Can agents share thoughts without converting them to text?
Can multi-agent systems exchange information through continuous hidden representations instead of language? This matters because text serialization loses information and slows inference.
Text-based multi-agent systems force rich internal representations through a lossy bottleneck: language. Every inter-agent message requires decoding continuous thoughts into discrete tokens and re-encoding them on the receiving end.

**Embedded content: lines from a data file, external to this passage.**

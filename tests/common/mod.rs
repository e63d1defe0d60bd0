#![allow(dead_code)]

mod fixtures;
pub use fixtures::*;

// Re-export commonly used types from docscan for tests
pub use docscan::{
    Anchor, Candidate, Frame, FrameOutcome, GuideRegion, ImageOps, ImageprocOps, Point, Quad,
    Rect, ScanSession, ScannerConfig, SessionState, SkipReason, Warning,
};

LatentMAS eliminates this bottleneck entirely by enabling pure latent collaboration — agents think and communicate in continuous representation space without ever decoding to text.
The framework integrates two mechanisms:
Intra-agent latent reasoning: Each agent generates thoughts as auto-regressive last-layer hidden embeddings — the model's ongoing internal representations without explicit decoding. This preserves the full information content of the model's reasoning at each step.
Cross-agent latent working memory: Information is exchanged via shared layer-wise KV caches that capture both the input context and newly generated latent thoughts. Each agent's internal representations are preserved and made available to other agents without any text serialization.
Three foundational principles are theoretically and empirically verified:
- Reasoning expressiveness — hidden representations naturally encode continuous thoughts, allowing each latent step to convey far richer information than discrete tokens.
- Communication fidelity — latent working memory preserves input representations and latent thoughts losslessly, enabling perfect cross-agent information transfer.
- Collaboration complexity — LatentMAS achieves higher expressiveness than text-based MAS while achieving significantly lower inference complexity.
Empirical results across 9 benchmarks (math, science, commonsense, code): up to 14.6% higher accuracy, 70.8-83.7% token reduction, and 4-4.3× faster end-to-end inference. All without any additional training.
This extends Can agents share thoughts directly without using language? with a critically different mechanism. Thought Communication uses a trained sparse autoencoder to extract shared and private latent thoughts with theoretical identifiability guarantees. LatentMAS is entirely training-free, using raw hidden embeddings and KV-cache transfer. The approaches are complementary: Thought Communication for explicit, controlled sharing with theoretical guarantees; LatentMAS for efficient, training-free implicit sharing with better practical performance.
Inquiring lines that use this note as a source 25
This note is a source for these synthesized inquiries. Follow a line forward into its question, or open it to trace back to all of its sources.
- Can persistent memory and identity files alone create genuine agent socialization?
- Can knowledge flow without an embodied carrier transmitting it?
- Can discrete codes and embedding injection both solve the text versus identity tradeoff?
- Can inner thoughts solve the importance recognition problem for agents?
- How do multi-agent systems fail when agents cannot verify each other's claims?
- What happens when you tightly couple two representations together?
- Can structured artifact sharing replace direct latent thought communication?
- Why is active observation more efficient than passive message passing?
- What makes latent collaboration faster than text-based multi-agent systems?
- How do hidden embeddings preserve more information than discrete tokens?
- Can layer-wise KV caches enable truly lossless information transfer?
- How does this compare to trained autoencoder approaches for thought sharing?
- Can agents develop shared abstractions through communication pressure alone?
- How does silent agreement prevent genuine deliberation in multi-agent reasoning systems?
- Why do multi-agent systems use 15 times more tokens than chat interactions?
- How do multi-representation systems preserve both text and collaborative strengths?
- Can continuous real-time visibility prevent premature convergence in multi-agent reasoning?
- How does component-level self-evolution prevent information loss in multi-agent trajectories?
- Can ordinary agent-to-agent messages carry hidden behavioral signals?
- Why do agents show interaction without influence on semantic content but dramatic action changes?
- What makes communication relational in ways belief is not?
- Can latent communication reduce the token cost of multi-agent systems?
- Can agents detect silent agreement failures through latent thought structures?
- Can code-based reasoning replace natural language deliberation in agentic systems?
- Can two agents with identical token counts produce vastly different outputs?
Related concepts in this collection 4
This note in its neighbourhood — explore the map, then jump to a related concept in the list below.
Click a node to walk · click center to open · click Open in graph to see this note in the full knowledge graph
-
Can agents share thoughts directly without using language?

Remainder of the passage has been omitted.